• SOURCE INFORMATION
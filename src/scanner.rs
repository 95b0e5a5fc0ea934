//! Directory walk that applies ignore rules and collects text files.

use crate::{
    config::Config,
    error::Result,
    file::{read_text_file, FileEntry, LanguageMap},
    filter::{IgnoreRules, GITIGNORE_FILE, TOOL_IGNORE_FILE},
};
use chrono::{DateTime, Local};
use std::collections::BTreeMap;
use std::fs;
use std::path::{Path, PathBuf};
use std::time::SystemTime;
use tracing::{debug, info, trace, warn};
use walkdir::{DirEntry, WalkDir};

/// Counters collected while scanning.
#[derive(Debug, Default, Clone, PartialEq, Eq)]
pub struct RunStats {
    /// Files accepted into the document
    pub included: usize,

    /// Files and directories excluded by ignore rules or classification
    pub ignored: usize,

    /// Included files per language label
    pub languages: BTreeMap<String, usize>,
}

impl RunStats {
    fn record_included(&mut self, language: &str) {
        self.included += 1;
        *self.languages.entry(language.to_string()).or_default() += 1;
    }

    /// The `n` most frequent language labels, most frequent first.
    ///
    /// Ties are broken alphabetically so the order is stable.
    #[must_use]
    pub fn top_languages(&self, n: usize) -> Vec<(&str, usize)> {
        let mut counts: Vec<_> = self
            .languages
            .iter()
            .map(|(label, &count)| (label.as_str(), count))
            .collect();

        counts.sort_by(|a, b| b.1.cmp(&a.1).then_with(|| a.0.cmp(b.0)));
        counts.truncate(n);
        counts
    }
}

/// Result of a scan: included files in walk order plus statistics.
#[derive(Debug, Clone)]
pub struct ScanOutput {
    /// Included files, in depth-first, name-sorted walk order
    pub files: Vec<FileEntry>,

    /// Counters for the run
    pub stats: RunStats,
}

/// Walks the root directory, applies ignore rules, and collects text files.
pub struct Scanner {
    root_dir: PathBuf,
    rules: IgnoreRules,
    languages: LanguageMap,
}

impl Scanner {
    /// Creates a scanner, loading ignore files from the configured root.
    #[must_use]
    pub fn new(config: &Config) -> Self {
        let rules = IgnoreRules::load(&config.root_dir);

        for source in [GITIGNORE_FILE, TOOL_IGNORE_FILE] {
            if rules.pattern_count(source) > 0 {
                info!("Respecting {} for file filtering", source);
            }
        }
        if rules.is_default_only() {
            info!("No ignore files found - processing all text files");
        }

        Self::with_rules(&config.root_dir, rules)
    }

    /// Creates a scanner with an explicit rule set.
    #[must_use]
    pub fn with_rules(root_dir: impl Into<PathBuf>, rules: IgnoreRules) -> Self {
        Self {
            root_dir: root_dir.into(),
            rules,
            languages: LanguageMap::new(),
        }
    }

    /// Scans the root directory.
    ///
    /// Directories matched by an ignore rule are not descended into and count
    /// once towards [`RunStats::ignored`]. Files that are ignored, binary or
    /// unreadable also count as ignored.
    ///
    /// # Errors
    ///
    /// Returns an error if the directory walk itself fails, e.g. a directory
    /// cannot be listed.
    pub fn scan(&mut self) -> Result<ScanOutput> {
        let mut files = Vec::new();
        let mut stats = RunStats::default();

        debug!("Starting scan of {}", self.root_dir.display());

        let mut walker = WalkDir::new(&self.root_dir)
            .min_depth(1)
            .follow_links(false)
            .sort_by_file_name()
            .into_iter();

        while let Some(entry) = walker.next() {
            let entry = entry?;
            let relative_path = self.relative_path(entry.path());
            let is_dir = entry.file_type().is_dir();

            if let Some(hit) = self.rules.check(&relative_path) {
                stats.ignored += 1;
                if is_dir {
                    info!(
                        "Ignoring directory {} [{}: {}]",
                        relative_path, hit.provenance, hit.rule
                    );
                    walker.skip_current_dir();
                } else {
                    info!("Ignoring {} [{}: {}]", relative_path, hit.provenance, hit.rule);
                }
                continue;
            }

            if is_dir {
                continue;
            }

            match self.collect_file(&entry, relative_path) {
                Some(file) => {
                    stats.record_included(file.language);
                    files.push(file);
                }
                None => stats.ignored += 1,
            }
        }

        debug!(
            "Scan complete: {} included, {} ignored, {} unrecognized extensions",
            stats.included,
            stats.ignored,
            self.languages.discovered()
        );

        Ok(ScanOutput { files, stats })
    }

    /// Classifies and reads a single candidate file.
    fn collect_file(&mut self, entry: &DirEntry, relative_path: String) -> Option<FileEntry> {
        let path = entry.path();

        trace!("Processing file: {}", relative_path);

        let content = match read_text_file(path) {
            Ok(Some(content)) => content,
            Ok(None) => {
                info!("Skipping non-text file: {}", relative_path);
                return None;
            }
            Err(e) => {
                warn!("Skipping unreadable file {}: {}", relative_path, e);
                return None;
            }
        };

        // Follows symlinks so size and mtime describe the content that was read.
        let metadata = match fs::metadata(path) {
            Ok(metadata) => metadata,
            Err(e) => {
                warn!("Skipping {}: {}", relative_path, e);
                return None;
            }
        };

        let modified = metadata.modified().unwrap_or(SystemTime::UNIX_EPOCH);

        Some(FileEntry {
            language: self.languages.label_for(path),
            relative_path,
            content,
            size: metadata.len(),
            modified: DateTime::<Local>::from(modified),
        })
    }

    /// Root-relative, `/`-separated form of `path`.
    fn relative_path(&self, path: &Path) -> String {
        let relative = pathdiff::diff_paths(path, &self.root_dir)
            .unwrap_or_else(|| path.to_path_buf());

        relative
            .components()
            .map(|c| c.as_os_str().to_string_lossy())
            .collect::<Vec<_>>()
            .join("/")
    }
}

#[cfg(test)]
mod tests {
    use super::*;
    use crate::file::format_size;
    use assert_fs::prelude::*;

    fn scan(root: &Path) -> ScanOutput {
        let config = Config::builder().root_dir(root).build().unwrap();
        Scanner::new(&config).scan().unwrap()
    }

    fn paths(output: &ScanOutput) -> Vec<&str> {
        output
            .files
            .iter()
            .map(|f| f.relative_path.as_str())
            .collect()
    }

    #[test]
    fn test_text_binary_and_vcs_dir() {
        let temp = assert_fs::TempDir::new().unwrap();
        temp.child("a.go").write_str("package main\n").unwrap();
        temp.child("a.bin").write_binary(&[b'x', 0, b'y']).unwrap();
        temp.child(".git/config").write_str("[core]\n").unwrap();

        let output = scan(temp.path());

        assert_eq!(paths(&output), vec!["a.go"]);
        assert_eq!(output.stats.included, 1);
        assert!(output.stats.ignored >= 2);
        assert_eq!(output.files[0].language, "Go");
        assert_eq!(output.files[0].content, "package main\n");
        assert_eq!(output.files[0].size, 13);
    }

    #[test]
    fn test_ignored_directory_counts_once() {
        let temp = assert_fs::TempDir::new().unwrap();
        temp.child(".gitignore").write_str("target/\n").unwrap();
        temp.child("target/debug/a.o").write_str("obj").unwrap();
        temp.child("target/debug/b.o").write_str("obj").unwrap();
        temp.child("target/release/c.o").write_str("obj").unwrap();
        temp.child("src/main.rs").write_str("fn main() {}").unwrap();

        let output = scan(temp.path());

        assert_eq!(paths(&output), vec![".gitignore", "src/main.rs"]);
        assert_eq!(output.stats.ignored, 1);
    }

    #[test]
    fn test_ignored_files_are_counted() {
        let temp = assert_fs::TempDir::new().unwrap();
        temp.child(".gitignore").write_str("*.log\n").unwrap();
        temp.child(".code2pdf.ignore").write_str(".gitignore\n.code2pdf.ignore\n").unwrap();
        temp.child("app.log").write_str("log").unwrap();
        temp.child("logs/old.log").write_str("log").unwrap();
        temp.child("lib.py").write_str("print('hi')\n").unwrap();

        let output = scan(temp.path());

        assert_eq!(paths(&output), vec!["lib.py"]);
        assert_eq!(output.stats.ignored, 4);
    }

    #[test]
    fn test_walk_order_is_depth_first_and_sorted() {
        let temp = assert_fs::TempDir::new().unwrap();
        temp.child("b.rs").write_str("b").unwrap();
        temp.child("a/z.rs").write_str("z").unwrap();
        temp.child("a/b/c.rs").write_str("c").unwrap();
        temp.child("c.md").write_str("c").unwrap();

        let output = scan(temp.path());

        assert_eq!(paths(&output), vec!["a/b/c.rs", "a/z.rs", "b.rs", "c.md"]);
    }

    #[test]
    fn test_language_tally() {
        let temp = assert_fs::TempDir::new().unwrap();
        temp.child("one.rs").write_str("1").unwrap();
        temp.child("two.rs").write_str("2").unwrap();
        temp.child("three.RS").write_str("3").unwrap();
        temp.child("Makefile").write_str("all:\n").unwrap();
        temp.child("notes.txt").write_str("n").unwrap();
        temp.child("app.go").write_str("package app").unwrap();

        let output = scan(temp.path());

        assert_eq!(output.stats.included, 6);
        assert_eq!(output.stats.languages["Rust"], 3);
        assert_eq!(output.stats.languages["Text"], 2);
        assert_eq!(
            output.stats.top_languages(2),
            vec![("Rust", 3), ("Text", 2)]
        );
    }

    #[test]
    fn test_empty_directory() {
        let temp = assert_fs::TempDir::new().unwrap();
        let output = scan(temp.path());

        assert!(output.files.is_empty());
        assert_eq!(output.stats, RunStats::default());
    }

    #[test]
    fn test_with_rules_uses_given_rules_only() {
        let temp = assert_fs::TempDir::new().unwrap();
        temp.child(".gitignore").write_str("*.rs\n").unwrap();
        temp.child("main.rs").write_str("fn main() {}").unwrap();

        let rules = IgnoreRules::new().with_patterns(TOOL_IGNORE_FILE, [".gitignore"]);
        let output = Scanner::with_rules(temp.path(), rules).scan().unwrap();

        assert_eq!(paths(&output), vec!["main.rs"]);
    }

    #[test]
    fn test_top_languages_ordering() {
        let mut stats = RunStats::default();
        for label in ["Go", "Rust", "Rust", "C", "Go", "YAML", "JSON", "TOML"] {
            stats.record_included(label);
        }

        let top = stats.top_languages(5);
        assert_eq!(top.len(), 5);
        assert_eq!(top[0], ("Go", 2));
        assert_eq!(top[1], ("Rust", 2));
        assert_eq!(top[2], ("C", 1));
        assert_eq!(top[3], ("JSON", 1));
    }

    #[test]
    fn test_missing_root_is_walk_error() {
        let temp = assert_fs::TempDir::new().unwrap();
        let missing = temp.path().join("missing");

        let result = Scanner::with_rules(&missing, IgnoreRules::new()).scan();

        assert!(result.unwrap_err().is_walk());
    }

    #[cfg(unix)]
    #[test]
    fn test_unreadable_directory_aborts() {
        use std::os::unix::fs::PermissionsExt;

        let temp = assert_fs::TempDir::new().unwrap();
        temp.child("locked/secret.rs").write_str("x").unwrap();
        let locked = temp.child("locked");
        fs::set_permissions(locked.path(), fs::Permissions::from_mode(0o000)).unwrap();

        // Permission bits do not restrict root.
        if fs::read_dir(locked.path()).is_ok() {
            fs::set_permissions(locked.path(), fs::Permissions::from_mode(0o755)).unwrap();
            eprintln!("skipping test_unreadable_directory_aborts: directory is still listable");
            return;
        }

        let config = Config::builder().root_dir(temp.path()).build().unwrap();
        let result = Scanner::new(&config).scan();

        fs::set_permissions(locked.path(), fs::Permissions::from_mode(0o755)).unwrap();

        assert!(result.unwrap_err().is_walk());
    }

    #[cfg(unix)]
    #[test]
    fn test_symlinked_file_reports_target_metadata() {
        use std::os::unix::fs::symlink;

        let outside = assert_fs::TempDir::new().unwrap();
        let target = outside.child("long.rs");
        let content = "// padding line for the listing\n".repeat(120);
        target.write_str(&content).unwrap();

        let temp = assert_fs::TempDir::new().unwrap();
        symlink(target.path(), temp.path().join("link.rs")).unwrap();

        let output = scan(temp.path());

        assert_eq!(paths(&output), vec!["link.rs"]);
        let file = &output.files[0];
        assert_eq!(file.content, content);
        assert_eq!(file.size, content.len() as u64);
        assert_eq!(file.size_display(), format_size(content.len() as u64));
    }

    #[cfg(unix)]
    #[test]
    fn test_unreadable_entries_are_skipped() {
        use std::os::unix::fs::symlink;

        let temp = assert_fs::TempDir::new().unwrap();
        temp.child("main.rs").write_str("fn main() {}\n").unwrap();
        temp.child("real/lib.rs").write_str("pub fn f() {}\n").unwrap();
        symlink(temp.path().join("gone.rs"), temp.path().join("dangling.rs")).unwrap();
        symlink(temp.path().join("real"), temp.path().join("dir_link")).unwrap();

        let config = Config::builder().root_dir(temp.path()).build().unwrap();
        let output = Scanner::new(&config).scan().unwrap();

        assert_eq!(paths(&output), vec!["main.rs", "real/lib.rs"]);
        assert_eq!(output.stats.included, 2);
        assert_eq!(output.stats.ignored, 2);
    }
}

• YOUR OBJECTIVE
Scan the listing and report each line where the word "trace" shows up.

• RESULT OF THE TASK
use tracing::{debug, info, trace, warn};
        trace!("Processing file: {}", relative_path);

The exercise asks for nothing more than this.